A propósito da morte de Johnny Nash, com memórias de 1974-75

 No início do ano de 1975 o programa musical Página Um que passava todos os dias da semana,  no Rádio Renascença, costumava apresentar alguns temas de um disco de Johnny Nash, agora falecido. 

O disco tinha saído no ano anterior, com o título de Celebrate Life e pelo menos os temas The look in your eyes e Standing in the rain faziam parte da lista de músicas que passava sempre nesses primeiros dias de Janeiro desse ano. 

Por causa dessa memória agradável de som de tal artista mais tarde comprei o disco original, em vinil, o qual se recomenda.

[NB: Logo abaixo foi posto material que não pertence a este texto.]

//! In-memory trip table for one city.

use bikeshare_core::models::{
    Availability, City, ColumnSet, FilterSelection, OptionalColumn, TripRecord,
};

/// The trips of one city, optionally narrowed by a [`FilterSelection`].
///
/// Built fresh for every session iteration and never written back to disk.
#[derive(Debug, Clone, PartialEq)]
pub struct TripTable {
    city: City,
    columns: ColumnSet,
    records: Vec<TripRecord>,
}

impl TripTable {
    pub fn new(city: City, columns: ColumnSet, records: Vec<TripRecord>) -> Self {
        Self {
            city,
            columns,
            records,
        }
    }

    pub fn city(&self) -> City {
        self.city
    }

    /// Optional columns present in the source file's header row.
    pub fn columns(&self) -> ColumnSet {
        self.columns
    }

    pub fn records(&self) -> &[TripRecord] {
        &self.records
    }

    pub fn len(&self) -> usize {
        self.records.len()
    }

    pub fn is_empty(&self) -> bool {
        self.records.is_empty()
    }

    /// Whether the source file exposes `column`.
    pub fn availability(&self, column: OptionalColumn) -> Availability {
        self.columns.availability(column)
    }

    /// Keep only the rows matching `selection`, in source order.
    ///
    /// The city of `selection` is not checked; only month and day apply.
    pub fn into_filtered(mut self, selection: &FilterSelection) -> TripTable {
        self.records.retain(|r| selection.matches(r));
        self
    }

    /// Up to `size` rows starting at `offset`. Empty once `offset` passes the end.
    pub fn page(&self, offset: usize, size: usize) -> &[TripRecord] {
        let start = offset.min(self.records.len());
        let end = offset.saturating_add(size).min(self.records.len());
        &self.records[start..end]
    }
}

// ── Tests ─────────────────────────────────────────────────────────────────────
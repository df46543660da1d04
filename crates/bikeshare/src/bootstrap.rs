use std::path::Path;

use anyhow::{bail, Context};
use bikeshare_core::models::City;
use bikeshare_data::reader::check_data_dir;
use tracing_subscriber::{fmt, prelude::*, EnvFilter};

// ── Logging bootstrap ──────────────────────────────────────────────────────────

/// Map a `--log-level` name onto a tracing filter directive.
///
/// Unknown names fall back to `"warn"`.
pub fn log_directive(log_level: &str) -> &'static str {
    match log_level.to_uppercase().as_str() {
        "DEBUG" => "debug",
        "INFO" => "info",
        "WARNING" | "WARN" => "warn",
        "ERROR" => "error",
        _ => "warn",
    }
}

/// Initialise the global `tracing` subscriber.
///
/// Logs go to stderr so they never interleave with prompts on stdout.
pub fn setup_logging(log_level: &str) -> anyhow::Result<()> {
    let filter =
        EnvFilter::try_new(log_directive(log_level)).unwrap_or_else(|_| EnvFilter::new("warn"));

    let layer = fmt::layer()
        .with_writer(std::io::stderr)
        .with_target(false)
        .with_thread_ids(false);

    tracing_subscriber::registry()
        .with(filter)
        .with(layer)
        .try_init()
        .context("failed to install tracing subscriber")?;

    Ok(())
}

// ── Data directory ─────────────────────────────────────────────────────────────

/// Fail fast when `data_dir` is not a directory; otherwise return the cities
/// whose CSV file is missing (each is logged as a warning).
pub fn validate_data_dir(data_dir: &Path) -> anyhow::Result<Vec<City>> {
    if !data_dir.is_dir() {
        bail!("data directory {} does not exist", data_dir.display());
    }
    Ok(check_data_dir(data_dir))
}

// ── Tests ──────────────────────────────────────────────────────────────────────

O grande tema de sucesso de Johnny Nash, porém, tinha sido o single I can see clearly now, em 1972. 


Cerca de dez anos depois o mesmo artista publicou o disco Here Again que também comprei na versão em cassete. 


No final do ano de 1974 tinha comprado o jornal New Musical Express por causa de um artigo sobre os Led Zeppelin e uma recensão famosa ao disco Physical Grafitti,  que sairia no início de 1975. 



Nesse número do jornal de música popular, datado de 7 de Dezembro de 1974 vinha numa página a discografia mais recente do artista: 

Estes pequenos acontecimentos reportados nas publicações de música popular preenchiam-me o quotidiano cultural então muito virado para a descoberta desses sons que saíam todas as semanas em novidades importante que ainda hoje contam. 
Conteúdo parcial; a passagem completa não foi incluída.